Sono proprio lo spavento prima e la rabbia poi a sopraffare Damaris quando Chirli, forse soffocata dall’eccesso di premure o forse solo rispondendo alla propria natura selvatica, inizia a vagabondare, a sparire per poi tornare in momenti imprevisti, bisognosa di cure perché ferita o di riposo perché gravida. Damaris vive queste intermittenze come reiterati tradimenti.

Non c’è nulla di equilibrato nel dolore che la protagonista prova per gli allontanamenti di Chirli, nell’invidia che non riesce a trattenere per la fecondità della bestiola, per il suo essere madre indegna – che divora uno dei suoi cuccioli e abbandona gli altri – ma tuttavia madre (“non sopportava neanche di vedersela davanti. Era una tortura constatare che la pancia cresceva ogni giorno”). La cagna non è capace di onorare il proprio impegno d’amore nei confronti di chi si è preso cura di lei e neppure delle creature che ha partorito.
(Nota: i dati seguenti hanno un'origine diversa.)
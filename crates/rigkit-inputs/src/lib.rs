//! Layers a case's declared parameters against a suite node's `inputs` and
//! any run-request overrides, substitutes env-references, validates, and
//! produces a redacted mirror for artifact persistence (SPEC_FULL.md §4.6).

use std::collections::{BTreeMap, HashSet};

use rigkit_manifest::{ParamType, ParameterDef, RawInput};
use rigkit_values::{Value, ValueError};
use serde_json::Value as Json;
use thiserror::Error;

#[derive(Debug, Error)]
pub enum InputError {
    #[error("Inputs.Unknown: '{0}' is not a declared parameter")]
    Unknown(String),

    #[error("Inputs.MissingRequired: required parameter '{0}' has no value")]
    MissingRequired(String),

    #[error("Inputs.TypeInvalid: parameter '{parameter}': {source}")]
    TypeInvalid { parameter: String, source: ValueError },

    #[error("Inputs.EnumInvalid: parameter '{parameter}': {source}")]
    EnumInvalid { parameter: String, source: ValueError },

    #[error("EnvRef.ResolveFailed: parameter='{parameter}', nodeId='{node_id}', reason='{reason}'")]
    EnvRefResolveFailed { parameter: String, node_id: String, reason: String },
}

/// The fully resolved, validated inputs for one case invocation.
#[derive(Debug, Clone, Default)]
pub struct ResolvedInputs {
    pub values: BTreeMap<String, Value>,
    secret_params: HashSet<String>,
}

impl ResolvedInputs {
    #[must_use]
    pub fn is_secret(&self, parameter: &str) -> bool {
        self.secret_params.contains(parameter)
    }

    /// Redacted mirror: every secret-tagged value is replaced with `***`.
    /// This is the JSON document persisted as `params.json`.
    #[must_use]
    pub fn to_redacted_json(&self) -> BTreeMap<String, Json> {
        self.values
            .iter()
            .map(|(name, value)| {
                let rendered = if self.secret_params.contains(name) {
                    Json::String("***".to_string())
                } else {
                    value.to_json()
                };
                (name.clone(), rendered)
            })
            .collect()
    }

    /// Unredacted mirror, used only for passing to the runner process.
    #[must_use]
    pub fn to_json(&self) -> BTreeMap<String, Json> {
        self.values.iter().map(|(name, value)| (name.clone(), value.to_json())).collect()
    }
}

/// Read access to the effective environment, decoupled from
/// `rigkit_env::EffectiveEnv` so this crate doesn't need a hard dependency
/// on its concrete storage.
pub trait EnvLookup {
    fn get(&self, key: &str) -> Option<&str>;
}

impl EnvLookup for rigkit_env::EffectiveEnv {
    fn get(&self, key: &str) -> Option<&str> {
        rigkit_env::EffectiveEnv::get(self, key)
    }
}

fn resolve_one(
    param: &ParameterDef,
    raw: &RawInput,
    node_id: &str,
    env: &dyn EnvLookup,
) -> Result<Option<(Value, bool)>, InputError> {
    match raw {
        RawInput::Literal(json) => {
            let value = parse_value(param, json)?;
            Ok(Some((value, false)))
        }
        RawInput::EnvRef(env_ref) => {
            let looked_up = env.get(&env_ref.var).filter(|v| !v.is_empty()).map(str::to_string);
            match looked_up {
                Some(text) => {
                    let value = rigkit_values::from_str_surface(
                        param.param_type,
                        param.enum_values.as_deref(),
                        &text,
                    )
                    .map_err(|source| classify_value_error(param.name.clone(), source))?;
                    Ok(Some((value, env_ref.secret)))
                }
                None => {
                    if let Some(default) = &env_ref.default {
                        let value = parse_value(param, default)?;
                        Ok(Some((value, env_ref.secret)))
                    } else if env_ref.required {
                        Err(InputError::EnvRefResolveFailed {
                            parameter: param.name.clone(),
                            node_id: node_id.to_string(),
                            reason: format!("environment variable '{}' is unset", env_ref.var),
                        })
                    } else {
                        Ok(None)
                    }
                }
            }
        }
    }
}

fn parse_value(param: &ParameterDef, json: &Json) -> Result<Value, InputError> {
    rigkit_values::from_json(param.param_type, param.enum_values.as_deref(), json)
        .map_err(|source| classify_value_error(param.name.clone(), source))
}

fn classify_value_error(parameter: String, source: ValueError) -> InputError {
    match &source {
        ValueError::EnumInvalid(_) | ValueError::MissingEnumValues => {
            InputError::EnumInvalid { parameter, source }
        }
        _ => InputError::TypeInvalid { parameter, source },
    }
}

/// Resolve the effective inputs for one case invocation.
///
/// Layering order (later overrides earlier, whole-value replacement, no
/// field-level merge): parameter defaults, suite-node `inputs`, run-request
/// per-node overrides. `node_id` is used only to annotate
/// [`InputError::EnvRefResolveFailed`].
pub fn resolve_inputs(
    parameters: &[ParameterDef],
    node_id: &str,
    suite_node_inputs: Option<&BTreeMap<String, RawInput>>,
    request_overrides: Option<&BTreeMap<String, RawInput>>,
    env: &dyn EnvLookup,
) -> Result<ResolvedInputs, InputError> {
    let declared: BTreeMap<&str, &ParameterDef> =
        parameters.iter().map(|p| (p.name.as_str(), p)).collect();

    for key in suite_node_inputs.into_iter().flatten().map(|(k, _)| k) {
        if !declared.contains_key(key.as_str()) {
            return Err(InputError::Unknown(key.clone()));
        }
    }
    for key in request_overrides.into_iter().flatten().map(|(k, _)| k) {
        if !declared.contains_key(key.as_str()) {
            return Err(InputError::Unknown(key.clone()));
        }
    }

    let mut layered: BTreeMap<String, RawInput> = BTreeMap::new();
    for param in parameters {
        if let Some(default) = &param.default {
            layered.insert(param.name.clone(), default.clone());
        }
    }
    if let Some(inputs) = suite_node_inputs {
        for (key, value) in inputs {
            layered.insert(key.clone(), value.clone());
        }
    }
    if let Some(overrides) = request_overrides {
        for (key, value) in overrides {
            layered.insert(key.clone(), value.clone());
        }
    }

    let mut resolved = ResolvedInputs::default();
    for param in parameters {
        let Some(raw) = layered.get(&param.name) else {
            if param.required {
                return Err(InputError::MissingRequired(param.name.clone()));
            }
            continue;
        };
        match resolve_one(param, raw, node_id, env)? {
            Some((value, secret)) => {
                rigkit_values::validate_bounds(&value, param.min, param.max)
                    .map_err(|source| classify_value_error(param.name.clone(), source))?;
                rigkit_values::validate_pattern(&value, param.pattern.as_deref())
                    .map_err(|source| classify_value_error(param.name.clone(), source))?;
                if secret {
                    resolved.secret_params.insert(param.name.clone());
                }
                resolved.values.insert(param.name.clone(), value);
            }
            None => {
                if param.required {
                    return Err(InputError::MissingRequired(param.name.clone()));
                }
            }
        }
    }

    Ok(resolved)
}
A Damaris, ogni volta che Chirli si allontana da casa, non restano che le incombenze misere e pratiche che hanno rappresentato una costante della sua scarna esistenza. Non restano che le briciole di amore che la cagna le corrisponde per puro opportunismo, la condanna a una solitudine irreparabile.

Tormentata dalla voglia di vendicare il suo amore sprecato, decide di sbarazzarsi di Chirli, di punirla per i suoi tradimenti.
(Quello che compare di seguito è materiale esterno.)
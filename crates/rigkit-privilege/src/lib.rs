//! Elevation policy check before a case's runner is invoked
//! (SPEC_FULL.md §4.11). Elevation detection is host-OS specific and is
//! the only other platform-specific surface in the core besides forced
//! process termination.

use rigkit_manifest::Privilege;
use thiserror::Error;

#[derive(Debug, Error, PartialEq, Eq)]
pub enum PrivilegeError {
    #[error("Privilege.Required: case requires an elevated process and the current process is not elevated")]
    Required,
}

/// Outcome of a privilege-gate check that did not hard-fail.
#[derive(Debug, Clone, Copy, PartialEq, Eq)]
pub enum PrivilegeOutcome {
    /// `user`, or `adminPreferred` while already elevated: nothing to report.
    Clear,
    /// `adminPreferred` while not elevated: proceed, but the caller should
    /// emit a warning event.
    PreferredButNotElevated,
}

/// Checks whether the current process is running with elevated privileges.
/// Implemented per-OS; there is no portable notion of "elevated" in std.
pub trait ElevationProbe {
    fn is_elevated(&self) -> bool;
}

#[derive(Debug, Clone, Copy, Default)]
pub struct HostElevationProbe;

#[cfg(unix)]
impl ElevationProbe for HostElevationProbe {
    fn is_elevated(&self) -> bool {
        nix::unistd::Uid::effective().is_root()
    }
}

#[cfg(windows)]
impl ElevationProbe for HostElevationProbe {
    fn is_elevated(&self) -> bool {
        use windows::Win32::Foundation::{CloseHandle, HANDLE};
        use windows::Win32::Security::{GetTokenInformation, TokenElevation, TOKEN_ELEVATION, TOKEN_QUERY};
        use windows::Win32::System::Threading::{GetCurrentProcess, OpenProcessToken};

        #[allow(unsafe_code)]
        unsafe {
            let mut token = HANDLE::default();
            if OpenProcessToken(GetCurrentProcess(), TOKEN_QUERY, &mut token).is_err() {
                return false;
            }
            let mut elevation = TOKEN_ELEVATION::default();
            let mut returned_len = 0u32;
            let ok = GetTokenInformation(
                token,
                TokenElevation,
                Some(std::ptr::from_mut(&mut elevation).cast()),
                std::mem::size_of::<TOKEN_ELEVATION>() as u32,
                &mut returned_len,
            )
            .is_ok();
            let _ = CloseHandle(token);
            ok && elevation.TokenIsElevated != 0
        }
    }
}

#[cfg(not(any(unix, windows)))]
impl ElevationProbe for HostElevationProbe {
    fn is_elevated(&self) -> bool {
        false
    }
}

/// Policy resolution (spec.md §4.11):
/// - `adminRequired` and not elevated → hard failure before invoking the runner.
/// - `adminPreferred` and not elevated → warn, proceed.
/// - `user` → no check.
pub fn check(
    privilege: Option<Privilege>,
    probe: &dyn ElevationProbe,
) -> Result<PrivilegeOutcome, PrivilegeError> {
    match privilege.unwrap_or(Privilege::User) {
        Privilege::User => Ok(PrivilegeOutcome::Clear),
        Privilege::AdminPreferred => {
            if probe.is_elevated() {
                Ok(PrivilegeOutcome::Clear)
            } else {
                Ok(PrivilegeOutcome::PreferredButNotElevated)
            }
        }
        Privilege::AdminRequired => {
            if probe.is_elevated() {
                Ok(PrivilegeOutcome::Clear)
            } else {
                Err(PrivilegeError::Required)
            }
        }
    }
}

#[cfg(test)]
mod tests {
    use super::*;

    struct FixedProbe(bool);
    impl ElevationProbe for FixedProbe {
        fn is_elevated(&self) -> bool {
            self.0
        }
    }

    #[test]
    fn user_privilege_never_checks() {
        assert_eq!(check(Some(Privilege::User), &FixedProbe(false)).unwrap(), PrivilegeOutcome::Clear);
    }

    #[test]
    fn admin_required_fails_when_not_elevated() {
        assert_eq!(check(Some(Privilege::AdminRequired), &FixedProbe(false)).unwrap_err(), PrivilegeError::Required);
    }

    #[test]
    fn admin_required_passes_when_elevated() {
        assert_eq!(check(Some(Privilege::AdminRequired), &FixedProbe(true)).unwrap(), PrivilegeOutcome::Clear);
    }

    #[test]
    fn admin_preferred_warns_but_proceeds_when_not_elevated() {
        assert_eq!(
            check(Some(Privilege::AdminPreferred), &FixedProbe(false)).unwrap(),
            PrivilegeOutcome::PreferredButNotElevated
        );
    }

    #[test]
    fn no_privilege_declared_defaults_to_user() {
        assert_eq!(check(None, &FixedProbe(false)).unwrap(), PrivilegeOutcome::Clear);
    }
}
Appare ricorrente, e forse rappresenta la cifra più specifica di questo romanzo, la costante commistione tra umano e bestiale, l’inscindibilità delle due condizioni.

Le pagine asciutte del romanzo di Quintana lasciano al lettore un magone che permane anche quando la lettura è terminata, perché non affrontano solo il tema della maternità negata ma mettono in scena il dramma complesso dell’amore frustrato, dell’ingratitudine e della dimenticanza. Damaris è cresciuta nel dolore e da esso ha provato a smarcarsi ma non c’è speranza per una come lei. A conferma del fatto che il disamore, quando viene sperimentato troppo a lungo, si trasforma in destino nero da cui non ci si può sottrarre, neppure impegnandosi ad amare con tutte le forze.